■ **Problem details**:
Retype exactly the lines that run from the start of the data to the line holding "Default, Serialize, Deserialize)]", including both, and only those.

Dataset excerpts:

>>>

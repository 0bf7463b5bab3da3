//! Remote-controlled virtual gamepad.
//!
//! A host process drives the gamepad state over line-delimited JSON-RPC; the
//! device side keeps the state and publishes it as HID input reports.
//!
//! ```text
//! host ──► JoystickClient ──► serial/TCP/stdio ──► RpcServer ──► Dispatcher
//!                                                                  │
//!                                    HidSink ◄── ReportLayout ◄── Gamepad
//! ```

pub mod config;
pub mod gamepad;
pub mod rpc;

pub use config::Config;
pub use gamepad::{Gamepad, GamepadError, HatDirection, LayoutKind};
pub use rpc::{Dispatcher, JoystickClient, RpcServer};
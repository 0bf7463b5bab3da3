//! HID transmit sinks: where encoded reports go after `SendState`.

use serde::{Deserialize, Serialize};
use std::fs::{File, OpenOptions};
use std::io::{self, Write};
use std::path::{Path, PathBuf};
use std::sync::{Arc, Mutex};
use tracing::{debug, info};

use super::layout::Report;

/// Receives every published report. Invoked synchronously from `SendState`,
/// so implementations must not block for long.
pub trait HidSink: Send + 'static {
    fn send_report(&mut self, report: &Report) -> io::Result<()>;
}

/// Sink selection as it appears in the configuration file
#[derive(Debug, Clone, PartialEq, Eq, Default, Serialize, Deserialize)]
#[serde(tag = "kind", rename_all = "lowercase")]
pub enum SinkConfig {
    /// Reports are only logged
    #[default]
    Log,
    /// Reports are written to a USB gadget HID function such as `/dev/hidg0`
    Hidg { path: PathBuf },
}

impl SinkConfig {
    pub fn build(&self) -> io::Result<Box<dyn HidSink>> {
        match self {
            SinkConfig::Log => Ok(Box::new(TracingSink)),
            SinkConfig::Hidg { path } => Ok(Box::new(HidgSink::open(path)?)),
        }
    }
}

/// Logs each report at debug level and drops it
#[derive(Debug, Default, Clone, Copy)]
pub struct TracingSink;

impl HidSink for TracingSink {
    fn send_report(&mut self, report: &Report) -> io::Result<()> {
        debug!("HID report {}", report);
        Ok(())
    }
}

/// Writes `[report_id, payload..]` to a HID gadget character device
#[derive(Debug)]
pub struct HidgSink {
    path: PathBuf,
    file: File,
}

impl HidgSink {
    pub fn open(path: impl AsRef<Path>) -> io::Result<Self> {
        let path = path.as_ref().to_path_buf();
        let file = OpenOptions::new().write(true).open(&path)?;
        info!("Writing HID reports to {}", path.display());
        Ok(Self { path, file })
    }

    pub fn path(&self) -> &Path {
        &self.path
    }
}

impl HidSink for HidgSink {
    fn send_report(&mut self, report: &Report) -> io::Result<()> {
        // One write per report, the gadget driver treats each write as one transfer
        self.file.write_all(&report.to_wire())
    }
}

/// Keeps every report in memory; clones share the same buffer.
#[derive(Debug, Default, Clone)]
pub struct RecordingSink {
    reports: Arc<Mutex<Vec<Report>>>,
}

impl RecordingSink {
    pub fn new() -> Self {
        Self::default()
    }

    pub fn reports(&self) -> Vec<Report> {
        match self.reports.lock() {
            Ok(guard) => guard.clone(),
            Err(poisoned) => poisoned.into_inner().clone(),
        }
    }
}

impl HidSink for RecordingSink {
    fn send_report(&mut self, report: &Report) -> io::Result<()> {
        match self.reports.lock() {
            Ok(mut guard) => guard.push(report.clone()),
            Err(poisoned) => poisoned.into_inner().push(report.clone()),
        }
        Ok(())
    }
}
//! Headless Chrome session for page captures.
//!
//! One session is launched per refresh batch and every capture goes through
//! it sequentially. The window size is fixed at launch, which is what sizes
//! the rendered screenshot.

use std::path::Path;
use std::time::Duration;

use chromiumoxide::browser::{Browser, BrowserConfig};
use chromiumoxide::cdp::browser_protocol::page::CaptureScreenshotFormat;
use chromiumoxide::page::ScreenshotParams;
use chromiumoxide::Page;
use futures::StreamExt;
use tokio::task::JoinHandle;

use crate::config::CaptureConfig;
use crate::error::CaptureError;

pub struct CaptureSession {
    browser: Browser,
    page: Page,
    nav_timeout: Duration,
    settle: Duration,
    // Drains CDP events for the lifetime of the browser.
    _handler_task: JoinHandle<()>,
}

impl CaptureSession {
    pub async fn launch(
        config: &CaptureConfig,
        viewport: (u32, u32),
    ) -> Result<Self, CaptureError> {
        let (width, height) = viewport;
        let mut builder = BrowserConfig::builder()
            .no_sandbox()
            .window_size(width, height);
        if !config.headless {
            builder = builder.with_head();
        }
        if let Some(path) = &config.executable_path {
            builder = builder.chrome_executable(path);
        }
        let browser_config = builder.build().map_err(CaptureError::Launch)?;

        let (browser, mut handler) = Browser::launch(browser_config)
            .await
            .map_err(|error| CaptureError::Launch(error.to_string()))?;

        let handler_task = tokio::spawn(async move {
            while handler.next().await.is_some() {}
        });

        let page = browser
            .new_page("about:blank")
            .await
            .map_err(|error| CaptureError::Launch(error.to_string()))?;

        tracing::debug!(width, height, "browser session launched");

        Ok(Self {
            browser,
            page,
            nav_timeout: Duration::from_secs(config.nav_timeout_secs),
            settle: Duration::from_millis(config.settle_ms),
            _handler_task: handler_task,
        })
    }

    /// Navigate to `url`, let the page settle, and write a viewport-sized
    /// PNG to `output`.
    pub async fn capture(&self, url: &str, output: &Path) -> Result<(), CaptureError> {
        let navigation = async {
            self.page.goto(url).await?;
            self.page.wait_for_navigation().await?;
            Ok::<_, chromiumoxide::error::CdpError>(())
        };
        match tokio::time::timeout(self.nav_timeout, navigation).await {
            Ok(Ok(())) => {}
            Ok(Err(error)) => {
                return Err(CaptureError::Navigation {
                    url: url.to_string(),
                    reason: error.to_string(),
                })
            }
            Err(_) => {
                return Err(CaptureError::Navigation {
                    url: url.to_string(),
                    reason: "timed out".to_string(),
                })
            }
        }

        tokio::time::sleep(self.settle).await;

        let params = ScreenshotParams::builder()
            .format(CaptureScreenshotFormat::Png)
            .full_page(false)
            .build();
        let bytes = self
            .page
            .screenshot(params)
            .await
            .map_err(|error| CaptureError::Screenshot(error.to_string()))?;

        if let Some(parent) = output.parent() {
            tokio::fs::create_dir_all(parent)
                .await
                .map_err(|error| CaptureError::Screenshot(error.to_string()))?;
        }
        tokio::fs::write(output, bytes)
            .await
            .map_err(|error| CaptureError::Screenshot(error.to_string()))?;

        tracing::debug!(url, output = %output.display(), "captured page");
        Ok(())
    }

    pub async fn close(mut self) {
        if let Err(error) = self.browser.close().await {
            tracing::warn!(%error, "browser close returned an error");
        }
    }
}
async fn create_channel(
    ctx: &DiscordContext,
    interaction: &CommandInteraction,
    engine: &Arc<SyncEngine<DiscordChat>>,
) -> crate::Result<()> {
    if !is_admin(interaction) {
        return reply(ctx, interaction, "This command needs the Administrator permission.").await;
    }
    let Some(guild_id) = interaction.guild_id else {
        return reply(ctx, interaction, "This command only works in a server.").await;
    };
    let Some(kind) = option_str(interaction, "mode").and_then(ContentKind::from_route) else {
        return reply(ctx, interaction, "Unknown mode.").await;
    };
    let Some(language) = option_str(interaction, "language") else {
        return reply(ctx, interaction, "Unknown language.").await;
    };

    reply(ctx, interaction, "Creating the channel...").await?;

    let name = format!("{}{}", kind.emoji(), engine.i18n().get(kind.api_route(), language));
    let topic = format!("{}{})", kind.channel_tag(), language);
    let channel = engine
        .chat()
        .create_channel(guild_id.get(), &name, &topic)
        .await?;

    let snapshot = engine.latest_snapshot().await;
    let summary = engine.refresh_channel(channel.id, &snapshot).await?;
    followup(
        ctx,
        interaction,
        &format!("Created <#{}> and filled it ({summary}).", channel.id),
    )
    .await
}

async fn admin_list(
    ctx: &DiscordContext,
    interaction: &CommandInteraction,
    engine: &Arc<SyncEngine<DiscordChat>>,
    config: &Config,
) -> crate::Result<()> {
    if !ensure_operator(ctx, interaction, config).await? {
        return Ok(());
    }

    reply(ctx, interaction, "Fetching the server list...").await?;
    let servers = engine.chat().servers().await?;
    let lines: Vec<String> = servers
        .iter()
        .map(|server| format!("{} ({})", server.name, server.id))
        .collect();
    let text = format!("{} servers:\n{}", servers.len(), lines.join("\n"));
    for chunk in split_message(&text, REPLY_CHUNK) {
        followup(ctx, interaction, &chunk).await?;
    }
    Ok(())
}

async fn admin_sync(
    ctx: &DiscordContext,
    interaction: &CommandInteraction,
    engine: &Arc<SyncEngine<DiscordChat>>,
    config: &Config,
) -> crate::Result<()> {
    if !ensure_operator(ctx, interaction, config).await? {
        return Ok(());
    }

    reply(ctx, interaction, "Syncing the catalog...").await?;
    engine.sync_catalog().await;
    followup(ctx, interaction, "Catalog synced.").await
}

async fn admin_refresh_all(
    ctx: &DiscordContext,
    interaction: &CommandInteraction,
    engine: &Arc<SyncEngine<DiscordChat>>,
    config: &Config,
) -> crate::Result<()> {
    if !ensure_operator(ctx, interaction, config).await? {
        return Ok(());
    }

    reply(ctx, interaction, "Running a full sweep...").await?;
    engine.run_cycle().await;
    followup(ctx, interaction, "Sweep complete.").await
}

async fn admin_refresh_server(
    ctx: &DiscordContext,
    interaction: &CommandInteraction,
    engine: &Arc<SyncEngine<DiscordChat>>,
    config: &Config,
) -> crate::Result<()> {
    if !ensure_operator(ctx, interaction, config).await? {
        return Ok(());
    }
    let Some(server_id) = option_u64(interaction, "server_id") else {
        return reply(ctx, interaction, "Give a numeric server id.").await;
    };

    reply(ctx, interaction, &format!("Rebuilding server {server_id}...")).await?;

    let channels = engine.chat().server_channels(server_id).await?;
    for channel in &channels {
        if channel
            .topic
            .as_deref()
            .is_some_and(|topic| topic.contains("#EBP_"))
        {
            match engine.purge_channel(channel.id).await {
                Ok(deleted) => {
                    tracing::info!(channel = %channel.name, deleted, "purged channel");
                }
                Err(error) => {
                    tracing::error!(%error, channel = %channel.name, "failed to purge channel");
                }
            }
        }
    }

    let snapshot = engine.latest_snapshot().await;
    let summary = engine.refresh_server(server_id, snapshot).await?;
    followup(ctx, interaction, &format!("Rebuilt {summary}.")).await
}

async fn admin_refresh_channel(
    ctx: &DiscordContext,
    interaction: &CommandInteraction,
    engine: &Arc<SyncEngine<DiscordChat>>,
    config: &Config,
) -> crate::Result<()> {
    if !ensure_operator(ctx, interaction, config).await? {
        return Ok(());
    }
    let Some(server_id) = option_u64(interaction, "server_id") else {
        return reply(ctx, interaction, "Give a numeric server id.").await;
    };
    let Some(channel_id) = option_u64(interaction, "channel_id") else {
        return reply(ctx, interaction, "Give a numeric channel id.").await;
    };

    let channels = match engine.chat().server_channels(server_id).await {
        Ok(channels) => channels,
        Err(error) => return reply(ctx, interaction, &user_facing(&error)).await,
    };
    if !channels.iter().any(|channel| channel.id == channel_id) {
        return reply(ctx, interaction, "That channel was not found on that server.").await;
    }

    reply(ctx, interaction, &format!("Rebuilding channel {channel_id}...")).await?;

    if let Err(error) = engine.purge_channel(channel_id).await {
        tracing::error!(%error, channel = channel_id, "failed to purge channel");
    }
    let snapshot = engine.latest_snapshot().await;
    let summary = engine.refresh_channel(channel_id, &snapshot).await?;
    followup(ctx, interaction, &format!("Rebuilt {summary}.")).await
}
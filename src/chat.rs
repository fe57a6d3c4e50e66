//! Chat platform abstraction.
//!
//! The sync pipeline talks to Discord exclusively through [`ChatClient`], so
//! tests can drive it against an in-memory double and the reconciler never
//! sees platform types.

pub mod discord;
pub mod traits;

pub use traits::ChatClient;

pub type ServerId = u64;
pub type ChannelId = u64;
pub type MessageId = u64;

/// Embed background color, matches the Discord dark theme so screenshots sit
/// flush in the message.
pub const EMBED_COLOR: u32 = 0x31_33_38;

/// A server the bot is a member of.
#[derive(Debug, Clone, PartialEq, Eq)]
pub struct ServerInfo {
    pub id: ServerId,
    pub name: String,
}

#[derive(Debug, Clone, PartialEq, Eq)]
pub struct OwnerInfo {
    pub id: u64,
    pub name: String,
}

/// A text channel with the fields binding detection needs.
#[derive(Debug, Clone, PartialEq, Eq)]
pub struct ChannelInfo {
    pub id: ChannelId,
    pub server_id: ServerId,
    pub server_name: String,
    pub name: String,
    pub topic: Option<String>,
}

/// Snapshot of one message as the reconciler sees it. Nothing is tracked
/// across passes; state of record is the channel itself.
#[derive(Debug, Clone, PartialEq, Eq)]
pub struct TrackedMessage {
    pub id: MessageId,
    pub authored_by_bot: bool,
    pub content: String,
    pub embed_title: Option<String>,
    pub embed_footer: Option<String>,
    pub attachment_url: Option<String>,
}

/// Embed payload for one item message.
#[derive(Debug, Clone, PartialEq, Eq)]
pub struct ItemEmbed {
    pub title: String,
    pub url: String,
    pub image_url: String,
    pub footer: String,
}

/// Page through history via `fetch_page(before, size)` until `limit` messages
/// are collected or a page comes back empty. Pages arrive newest first; the
/// cursor for the next page is the oldest id of the current one.
pub async fn paginate_history<F, Fut>(limit: usize, mut fetch_page: F) -> crate::Result<Vec<TrackedMessage>>
where
    F: FnMut(Option<MessageId>, u8) -> Fut,
    Fut: std::future::Future<Output = crate::Result<Vec<TrackedMessage>>>,
{
    let mut collected = Vec::new();
    let mut before = None;
    let mut remaining = limit;
    while remaining > 0 {
        let page_size = remaining.min(100) as u8;
        let page = fetch_page(before, page_size).await?;
        if page.is_empty() {
            break;
        }
        remaining = remaining.saturating_sub(page.len());
        before = page.last().map(|message| message.id);
        collected.extend(page);
    }
    Ok(collected)
}

#[cfg(test)]
mod tests {
    use super::*;

    fn message(id: MessageId) -> TrackedMessage {
        TrackedMessage {
            id,
            authored_by_bot: true,
            content: String::new(),
            embed_title: None,
            embed_footer: None,
            attachment_url: None,
        }
    }

    #[tokio::test]
    async fn stops_on_an_empty_page() {
        let mut calls = 0;
        let history = paginate_history(250, |before, size| {
            calls += 1;
            assert_eq!(size, 100);
            let page = match before {
                None => (0..100).map(|i| message(1000 - i)).collect(),
                Some(_) => Vec::new(),
            };
            async move { Ok(page) }
        })
        .await
        .unwrap();

        assert_eq!(history.len(), 100);
        assert_eq!(calls, 2);
    }

    #[tokio::test]
    async fn caps_page_size_at_the_remaining_limit() {
        let history = paginate_history(130, |before, size| {
            let page = match before {
                None => {
                    assert_eq!(size, 100);
                    (0..100).map(|i| message(1000 - i)).collect::<Vec<_>>()
                }
                Some(cursor) => {
                    assert_eq!(cursor, 901);
                    assert_eq!(size, 30);
                    (0..30).map(|i| message(900 - i)).collect()
                }
            };
            async move { Ok(page) }
        })
        .await
        .unwrap();

        assert_eq!(history.len(), 130);
        assert_eq!(history.first().map(|m| m.id), Some(1000));
        assert_eq!(history.last().map(|m| m.id), Some(871));
    }

    #[tokio::test]
    async fn short_pages_still_advance_the_cursor() {
        let mut calls = 0;
        let history = paginate_history(100, |before, _| {
            calls += 1;
            let page: Vec<_> = match (calls, before) {
                (1, None) => vec![message(5), message(4)],
                (2, Some(4)) => vec![message(3)],
                (3, Some(3)) => Vec::new(),
                other => panic!("unexpected fetch {other:?}"),
            };
            async move { Ok(page) }
        })
        .await
        .unwrap();

        assert_eq!(history.len(), 3);
    }
}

<<<

■ **Reply to the exercise**:
repository 0bf7463b5bab3da3
//! Remote-controlled virtual gamepad.
//!
//! A host process drives the gamepad state over line-delimited JSON-RPC; the
//! device side keeps the state and publishes it as HID input reports.
//!
//! ```text
//! host ──► JoystickClient ──► serial/TCP/stdio ──► RpcServer ──► Dispatcher
//!                                                                  │
//!                                    HidSink ◄── ReportLayout ◄── Gamepad
//! ```

pub mod config;
pub mod gamepad;
pub mod rpc;

pub use config::Config;
pub use gamepad::{Gamepad, GamepadError, HatDirection, LayoutKind};
pub use rpc::{Dispatcher, JoystickClient, RpcServer};
repository 0bf7463b5bab3da3
//! HID transmit sinks: where encoded reports go after `SendState`.

use serde::{Deserialize, Serialize};
use std::fs::{File, OpenOptions};
use std::io::{self, Write};
use std::path::{Path, PathBuf};
use std::sync::{Arc, Mutex};
use tracing::{debug, info};

use super::layout::Report;

/// Receives every published report. Invoked synchronously from `SendState`,
/// so implementations must not block for long.
pub trait HidSink: Send + 'static {
    fn send_report(&mut self, report: &Report) -> io::Result<()>;
}

/// Sink selection as it appears in the configuration file
#[derive(Debug, Clone, PartialEq, Eq, Default, Serialize, Deserialize)]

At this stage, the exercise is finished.